Patrick Collins

Personal information
- Native name: Pádraig Ó Coileáin (Irish)
- Nickname: Pa
- Born: 12 September 1996 (age 29) Ballinhassig, County Cork, Ireland
- Occupation: Garda sergeant
- Height: 6 ft 0 in (183 cm)

Sport
- Sport: Hurling
- Position: Goalkeeper

Clubs
- Years: Club / Apps (scores)
- 2013-present 2016-2018: Ballinhassig → Cork IT / 45 (4-57) 10 (1-06)

Club titles
- Cork titles: 0

College
- Years: College
- 2015-2019: Cork Institute of Technology

College titles
- Fitzgibbon titles: 0

Inter-county*
- Years: County / Apps (scores)
- 2015-present: Cork / 22 (0-01)

Inter-county titles
- Munster titles: 3
- All-Irelands: 0
- NHL: 1
- All Stars: 0
- *Inter County team apps and scores correct as of 19:52, 7 July 2024.

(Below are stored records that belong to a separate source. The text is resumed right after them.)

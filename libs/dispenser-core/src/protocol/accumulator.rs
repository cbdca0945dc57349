//! Bounded accumulator for unconsumed serial input.
//!
//! Behaves as a sliding window over the most recent `N` bytes: when an
//! append would overflow, the oldest bytes are discarded first. Nothing
//! here can fail, only truncate history.

/// Rolling buffer of inbound bytes with a drop-oldest overflow policy.
pub struct RxAccumulator<const N: usize> {
    buf: [u8; N],
    len: usize,
}

impl<const N: usize> RxAccumulator<N> {
    pub const fn new() -> Self {
        Self { buf: [0; N], len: 0 }
    }

    /// Appends newly received bytes, dropping from the front if needed.
    ///
    /// A chunk longer than the capacity replaces the entire content with
    /// the last `N` bytes of the chunk.
    pub fn append(&mut self, bytes: &[u8]) {
        if bytes.len() >= N {
            self.buf.copy_from_slice(&bytes[bytes.len() - N..]);
            self.len = N;
            return;
        }
        let overflow = (self.len + bytes.len()).saturating_sub(N);
        if overflow > 0 {
            self.consume(overflow);
        }
        self.buf[self.len..self.len + bytes.len()].copy_from_slice(bytes);
        self.len += bytes.len();
    }

    /// Removes `n` bytes from the front, shifting the remainder down.
    pub fn consume(&mut self, n: usize) {
        let n = n.min(self.len);
        self.buf.copy_within(n..self.len, 0);
        self.len -= n;
    }

    pub fn as_slice(&self) -> &[u8] {
        &self.buf[..self.len]
    }

    pub fn len(&self) -> usize {
        self.len
    }

    pub fn is_empty(&self) -> bool {
        self.len == 0
    }
}

impl<const N: usize> Default for RxAccumulator<N> {
    fn default() -> Self {
        Self::new()
    }
}
//! Acknowledgment line sent back to the controller.
//!
//! One JSON object per parsed command, success or not, so the host never
//! waits indefinitely:
//! `{"status":"done","protocol":"SAURON_UART_V1","counts":[2,0,1,0]}\n`
use heapless::String;
use serde::Serialize;

use crate::ChannelCounts;

/// Longest encoded ack fits comfortably; `bad_json` with four
/// three-digit counts is under 70 bytes.
pub const ACK_MAX_LEN: usize = 96;

#[derive(Debug, Clone, Copy, PartialEq, Eq)]
pub enum Status {
    Done,
    BadJson,
}

impl Status {
    pub fn as_str(&self) -> &'static str {
        match self {
            Status::Done => "done",
            Status::BadJson => "bad_json",
        }
    }
}

/// Which inbound wire format carried the command being acknowledged.
#[derive(Debug, Clone, Copy, PartialEq, Eq)]
pub enum Protocol {
    FrameV1,
    JsonLine,
}

impl Protocol {
    pub fn as_str(&self) -> &'static str {
        match self {
            Protocol::FrameV1 => "SAURON_UART_V1",
            Protocol::JsonLine => "json_line",
        }
    }
}

#[derive(Serialize)]
struct AckBody<'a> {
    status: &'a str,
    protocol: &'a str,
    counts: ChannelCounts,
}

/// Renders one newline-terminated acknowledgment.
pub fn encode(
    status: Status,
    protocol: Protocol,
    counts: &ChannelCounts,
) -> Result<String<ACK_MAX_LEN>, serde_json_core::ser::Error> {
    let body = AckBody {
        status: status.as_str(),
        protocol: protocol.as_str(),
        counts: *counts,
    };
    let mut out: String<ACK_MAX_LEN> = serde_json_core::to_string(&body)?;
    out.push('\n')
        .map_err(|_| serde_json_core::ser::Error::BufferFull)?;
    Ok(out)
}

#[cfg(test)]
mod tests {
    use super::*;

    #[test]
    fn done_ack_for_binary_frame() {
        let ack = encode(Status::Done, Protocol::FrameV1, &[2, 0, 1, 0]).unwrap();
        assert_eq!(
            ack.as_str(),
            "{\"status\":\"done\",\"protocol\":\"SAURON_UART_V1\",\"counts\":[2,0,1,0]}\n"
        );
    }

    #[test]
    fn bad_json_ack_carries_zero_counts() {
        let ack = encode(Status::BadJson, Protocol::JsonLine, &[0, 0, 0, 0]).unwrap();
        assert_eq!(
            ack.as_str(),
            "{\"status\":\"bad_json\",\"protocol\":\"json_line\",\"counts\":[0,0,0,0]}\n"
        );
    }

    #[test]
    fn widest_counts_still_fit() {
        let ack = encode(Status::Done, Protocol::FrameV1, &[255, 255, 255, 255]).unwrap();
        assert!(ack.ends_with('\n'));
    }
}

= Patrick Collins (hurler) =

Irish hurler (born 1996)

Patrick Collins (born 12 September 1996) is an Irish hurler who plays as a goalkeeper for club side Ballinhassig, university side Cork Institute of Technology and at inter-county level with the Cork senior hurling team.

==Early life==

Collins was born and raised in Ballinhassig, County Cork. His father, Pat Collins, began the family's association with goalkeeping by lining in that position for the Ballinhassig club. Collins's brothers, Michael, Matthew and Ger, have all lined out for Cork in various grades of hurling, while his sister, Caitríona, won an All-Ireland ICC title with the Cork intermediate camogie team in 2018.

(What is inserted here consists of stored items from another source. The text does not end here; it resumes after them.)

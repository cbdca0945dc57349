//! Asynchronous tasks for the dispenser runtime.
//!
//! There is exactly one: [`protocol_task`], the long-lived loop that
//! owns the serial link and the four bin servos. Command execution
//! blocks inside that loop; no other task touches the actuators.
pub mod protocol_task;
//! Text boundary around the triangle intersection core: parses the
//! triangle stream, runs the query and formats the reported indices.

pub mod errors;
pub mod input;
pub mod output;

use std::collections::BTreeSet;
use std::str::FromStr;

use triangles_geometry::{brute_force_intersections, Octree, OctreeConfig, Real, Triangle3};

pub use errors::InputError;
pub use input::parse_triangles;
pub use output::{render, IndexBase, OutputFormat};

/// How the intersecting set is computed.
#[derive(Debug, Clone, PartialEq)]
pub enum Method {
    Octree(OctreeConfig),
    BruteForce,
}

impl Default for Method {
    fn default() -> Self {
        Method::Octree(OctreeConfig::default())
    }
}

/// 0-based indices of all triangles touching at least one other triangle.
pub fn find_intersections<T: Real>(triangles: &[Triangle3<T>], method: &Method) -> BTreeSet<usize> {
    match method {
        Method::Octree(config) => Octree::with_config(triangles, config.clone()).intersections(),
        Method::BruteForce => brute_force_intersections(triangles),
    }
}

/// Parses `input` with scalar type `T` and runs the query.
pub fn solve<T>(input: &str, method: &Method) -> Result<BTreeSet<usize>, InputError>
where
    T: Real + FromStr,
{
    let triangles = parse_triangles::<T>(input)?;
    Ok(find_intersections(&triangles, method))
}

Collins first played hurling to a high standard as a student at Coláiste an Spioraid Naoimh in Bishopstown. He later studied at Cork Institute of Technology (CIT) and won an All-Ireland Division 1 Freshers' HC title in 2016 after a defeat of Dublin City University in the final. Collins later progressed to CIT's Fitzgibbon Cup team.

==Club career==

Collins began his club hurling career at juvenile and underage levels with Ballinhassig. He won a Southeast U21AHC title in 2015 after scoring 1-07 from full-forward in the 2-16 to 2-12 defeat of Carrigaline in the final. By that stage Collins had already joined Ballinhassig's senior team, having made his debut in 2013.

==Inter-county career==

Collins was just 15-years-old when he first played for Cork as a member of the minor team in 2012. His three years in the grade ended without success. Collins was 16-years-old and in his second season as a minor when he made his debut with the under-21 team. He was in goal when Cork lost the 2014 Munster U21 final to Clare by 1-28 to 1-13. Collin's five-year association with the under-21 team ended with a two-point defeat by Limerick in the 2017 Munster U21 final.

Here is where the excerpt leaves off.